==== EXERCISE DATA ====

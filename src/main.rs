// =============================================================================
// MACD Signal Bot — Main Entry Point
// =============================================================================
//
// `analyze` evaluates the latest completed candle once and prints the report.
// `run` backfills history, follows the live kline stream and evaluates every
// time a candle closes. The bot starts in Demo + Paused mode for safety;
// live trading needs an explicit `--live`. Overrides and forced modes live
// only for the process; the config file is written by `init-config` alone.
// =============================================================================

// ── Module declarations ──────────────────────────────────────────────────────
mod broker;
mod error;
mod execution;
mod indicator_engine;
mod indicators;
mod market_data;
mod runtime_config;
mod signal_report;
mod signals;
mod strategy;
mod types;

use std::path::{Path, PathBuf};
use std::sync::Arc;

use anyhow::{Context, Result};
use chrono::Utc;
use clap::{Parser, Subcommand};
use tokio::sync::mpsc;
use tracing::{error, info, warn};
use tracing_subscriber::EnvFilter;

use crate::broker::{interval_for_period, BinanceBroker, Broker};
use crate::execution::ExecutionEngine;
use crate::market_data::kline_stream::DEFAULT_STREAM_URL;
use crate::market_data::{run_kline_stream, CandleBuffer, CandleKey};
use crate::runtime_config::RuntimeConfig;
use crate::signals::SignalCooldown;
use crate::strategy::{completed_candles, StrategyEngine};

#[derive(Parser, Debug)]
#[command(author, version, about, long_about = "MACD crossover signals with an SMA trend filter.")]
struct Cli {
    /// Runtime config file (JSON). Missing files fall back to defaults.
    #[arg(long, global = true, default_value = "runtime_config.json")]
    config: PathBuf,

    #[command(subcommand)]
    command: Commands,
}

#[derive(Subcommand, Debug)]
enum Commands {
    /// Evaluates the most recent completed candle and prints the signal report.
    Analyze {
        /// Symbol to analyse (overrides config and BOT_SYMBOL).
        #[arg(short, long)]
        symbol: Option<String>,

        /// Days of history to fetch (overrides lookback_days).
        #[arg(short, long)]
        days: Option<u32>,
    },
    /// Follows the live stream and acts on every closed candle.
    Run {
        #[arg(short, long)]
        symbol: Option<String>,

        /// Allow Live trading and a Live account. Without it the bot only
        /// reports signals on a demo account.
        #[arg(long)]
        live: bool,
    },
    /// Writes a config file with every setting at its default.
    InitConfig {
        /// Replace an existing file.
        #[arg(long)]
        force: bool,
    },
}

#[tokio::main]
async fn main() -> Result<()> {
    let _ = dotenv::dotenv();

    tracing_subscriber::fmt()
        .with_env_filter(EnvFilter::try_from_default_env().unwrap_or_else(|_| EnvFilter::new("info")))
        .init();

    let cli = Cli::parse();

    match cli.command {
        Commands::Analyze { symbol, days } => {
            let mut config = load_config(&cli.config, symbol)?;
            if let Some(days) = days {
                config.lookback_days = days;
            }
            config.validate()?;
            handle_analyze(config).await
        }
        Commands::Run { symbol, live } => {
            let mut config = load_config(&cli.config, symbol)?;
            config.enforce_startup_safety(live);
            handle_run(config).await
        }
        Commands::InitConfig { force } => handle_init_config(&cli.config, force),
    }
}

fn handle_init_config(path: &Path, force: bool) -> Result<()> {
    if path.exists() && !force {
        anyhow::bail!("{} already exists (use --force to replace it)", path.display());
    }
    RuntimeConfig::default().save(path)
}

/// File, then environment, then command line.
fn load_config(path: &Path, symbol: Option<String>) -> Result<RuntimeConfig> {
    let mut config = RuntimeConfig::load_or_default(path)?;
    config.apply_env_overrides();
    if let Some(symbol) = symbol {
        config.symbol = symbol.trim().to_uppercase();
    }
    config.validate()?;
    Ok(config)
}

fn lookback_start(config: &RuntimeConfig) -> chrono::DateTime<Utc> {
    Utc::now() - chrono::Duration::days(i64::from(config.lookback_days))
}

// --- "Analyze" Subcommand Logic ---

async fn handle_analyze(config: RuntimeConfig) -> Result<()> {
    let broker = BinanceBroker::from_env()?;
    let strategy = StrategyEngine::new(config.strategy_params, config.period_seconds);

    let candles = broker
        .fetch_candles(&config.symbol, lookback_start(&config), config.period_seconds)
        .await
        .with_context(|| format!("failed to fetch candles for {}", config.symbol))?;

    let report = match strategy.evaluate(&config.symbol, &candles, Utc::now()) {
        Ok(report) => report,
        Err(e) => {
            error!(symbol = %config.symbol, kind = e.kind(), error = %e, "evaluation failed");
            return Err(e.into());
        }
    };

    println!("{}", serde_json::to_string_pretty(&report)?);
    Ok(())
}

// --- "Run" Subcommand Logic ---

/// Replace the buffered history with freshly fetched completed candles.
async fn backfill(broker: &dyn Broker, buffer: &CandleBuffer, key: &CandleKey, config: &RuntimeConfig) -> Result<usize> {
    let candles = broker
        .fetch_candles(&config.symbol, lookback_start(config), config.period_seconds)
        .await?;
    let completed = completed_candles(&candles, config.period_seconds, Utc::now());
    let count = completed.len();
    buffer.seed(key.clone(), completed.iter().cloned());
    info!(key = %key, count, "history backfilled");
    Ok(count)
}

async fn handle_run(config: RuntimeConfig) -> Result<()> {
    info!(
        symbol = %config.symbol,
        period_seconds = config.period_seconds,
        trading_mode = %config.trading_mode,
        account_mode = %config.account_mode,
        "signal bot starting"
    );

    let interval = interval_for_period(config.period_seconds)?;
    let key = CandleKey::new(config.symbol.clone(), interval);

    let broker = Arc::new(BinanceBroker::from_env()?);
    let strategy = StrategyEngine::new(config.strategy_params, config.period_seconds);
    let execution = ExecutionEngine::new(broker.clone(), config.trade_amount, config.trade_duration_secs);
    let mut cooldown = SignalCooldown::from_candles(config.cooldown_candles, config.period_seconds);

    let lookback_candles = (u64::from(config.lookback_days) * 86_400 / u64::from(config.period_seconds)) as usize;
    let capacity = lookback_candles.max(strategy.params().min_candles());
    let buffer = Arc::new(CandleBuffer::new(capacity));

    backfill(broker.as_ref(), &buffer, &key, &config).await?;

    // ── Kline stream with reconnect ──────────────────────────────────────
    let (closed_tx, mut closed_rx) = mpsc::channel(64);
    {
        let broker = broker.clone();
        let buffer = buffer.clone();
        let key = key.clone();
        let config = config.clone();
        let stream_url = std::env::var("BINANCE_STREAM_URL").unwrap_or_else(|_| DEFAULT_STREAM_URL.to_string());
        tokio::spawn(async move {
            loop {
                if let Err(e) = run_kline_stream(&stream_url, &key.symbol, &key.interval, &buffer, &closed_tx).await {
                    error!(key = %key, error = %e, "kline stream error, reconnecting in 5s");
                }
                if closed_tx.is_closed() {
                    break;
                }
                tokio::time::sleep(tokio::time::Duration::from_secs(5)).await;
                // Candles missed while disconnected are fetched again.
                if let Err(e) = backfill(broker.as_ref(), &buffer, &key, &config).await {
                    warn!(key = %key, error = %e, "backfill after reconnect failed");
                }
            }
        });
    }

    info!("Streaming. Press Ctrl+C to stop.");

    // ── Evaluation loop ──────────────────────────────────────────────────
    loop {
        tokio::select! {
            closed = closed_rx.recv() => {
                let Some(closed) = closed else {
                    warn!("kline stream task ended");
                    break;
                };
                let candles = buffer.get_closed(&closed.key, capacity);
                // The close event can arrive a few ms before the period ends.
                let closed_at = closed.open_time + chrono::Duration::seconds(i64::from(config.period_seconds));
                match strategy.evaluate(&config.symbol, &candles, closed_at.max(Utc::now())) {
                    Ok(mut report) => {
                        let filtered = cooldown.filter(report.decision, report.timestamp);
                        report.apply_filter("cooldown", filtered);
                        let result = execution
                            .execute(&report, config.trading_mode, config.account_mode)
                            .await;
                        info!(
                            id = %report.id,
                            decision = %report.decision,
                            raw_decision = %report.raw_decision,
                            suppressed = report.is_suppressed(),
                            result = %result,
                            "candle processed"
                        );
                    }
                    Err(e) => {
                        error!(symbol = %config.symbol, kind = e.kind(), error = %e, "evaluation skipped");
                    }
                }
            }
            _ = tokio::signal::ctrl_c() => {
                warn!("Shutdown signal received, stopping gracefully");
                break;
            }
        }
    }

    info!("signal bot shut down complete");
    Ok(())
}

====

WORK TO BE COMPLETED —
Filter by the word "error": copy every line of the data that holds it.

YOUR SOLUTION —
mod error;
use tracing::{error, info, warn};
            error!(symbol = %config.symbol, kind = e.kind(), error = %e, "evaluation failed");
                    error!(key = %key, error = %e, "kline stream error, reconnecting in 5s");
                    warn!(key = %key, error = %e, "backfill after reconnect failed");
                        error!(symbol = %config.symbol, kind = e.kind(), error = %e, "evaluation skipped");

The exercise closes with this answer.